Statistics Canada released its November Labour Force Survey Friday, based on labour market conditions as of November 8 to 14.
Manitobans lost 18,000 jobs last month, most of which were part-time positions. The accommodation and food services industries suffered the largest employment drop, coinciding with the province’s increased pandemic restrictions.
Manitoba upgraded Winnipeg to Code Red on November 2, after it announced 480 new cases of COVID-19 the Friday before.
The public-health orders caused movie theatres, recreational facilities, restaurant dining rooms, and many other businesses to close.
The province enforced stricter provide-wide restrictions on November 12 in the middle of the LFS reference week, with non-essential retail businesses ordered to close for in-store shopping.
Manitoba’s unemployment rate sits around 7.4 per cent, having changed little in November due to fewer Manitobans participating in the labour market.
Canada-wide full-time employment grew this month by 99,000.
Employment improved in British Columbia, Ontario, and all four Atlantic provinces, with New Brunswick, Newfoundland and Labrador, and Nova Scotia having returned to pre-pandemic levels.
Employment among women between the ages of 25 and 54 didn’t grow for the first time after increasing for six consecutive months. Since last year, mothers also worked fewer hours. However, employment for men in this age group still saw a slight increase.

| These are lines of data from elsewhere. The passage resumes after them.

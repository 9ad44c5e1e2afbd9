use serde::{Deserialize, Serialize};

use super::verification::VerificationMap;
use crate::data::{Address, PersonName};

/// Role an invited party takes on the application.
#[derive(Debug, Clone, Copy, PartialEq, Eq, Serialize, Deserialize)]
#[serde(rename_all = "snake_case")]
pub enum ApplicantRole {
    Applicant,
    CoSigner,
}

impl ApplicantRole {
    pub fn as_str(self) -> &'static str {
        match self {
            ApplicantRole::Applicant => "applicant",
            ApplicantRole::CoSigner => "co_signer",
        }
    }
}

#[derive(Debug, Clone, PartialEq, Serialize, Deserialize)]
pub struct Applicant {
    pub id: Option<String>,
    pub name: Option<PersonName>,
    pub email: Option<String>,
    pub phone: Option<String>,
    pub otp: Option<String>,
    pub address: Option<Address>,
    pub role: ApplicantRole,
    pub invite_magic_link: Option<String>,
}

impl Applicant {
    pub fn primary(phone: String, otp: String) -> Self {
        Self {
            id: None,
            name: None,
            email: None,
            phone: Some(phone),
            otp: Some(otp),
            address: None,
            role: ApplicantRole::Applicant,
            invite_magic_link: None,
        }
    }
}

/// Everything a run learns about the remote application.
///
/// Owned by one workflow run and written to the `current_app` snapshot
/// whenever it changes in a way worth diagnosing.
#[derive(Debug, Clone, PartialEq, Serialize, Deserialize)]
pub struct ApplicationState {
    pub unit_id: String,
    pub app_token: String,
    pub application_id: Option<String>,
    pub applicant: Applicant,
    #[serde(default)]
    pub applicants: Vec<Applicant>,
    pub verifications: Option<VerificationMap>,
    pub income_id: Option<String>,
    pub income_source_id: Option<String>,
}

impl ApplicationState {
    pub fn new(unit_id: String, app_token: String, applicant: Applicant) -> Self {
        Self {
            unit_id,
            app_token,
            application_id: None,
            applicant,
            applicants: Vec::new(),
            verifications: None,
            income_id: None,
            income_source_id: None,
        }
    }
}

Employment for Indigenous people living off-reserve also didn’t change from October, while the unemployment rate for visible minorities decreased slightly. This figure remains higher than the national unemployment rate of 8.5 per cent.
Results for December, which Statistics Canada will release at the beginning of January, may highlight the effects of continued long-term public-health orders in Manitoba.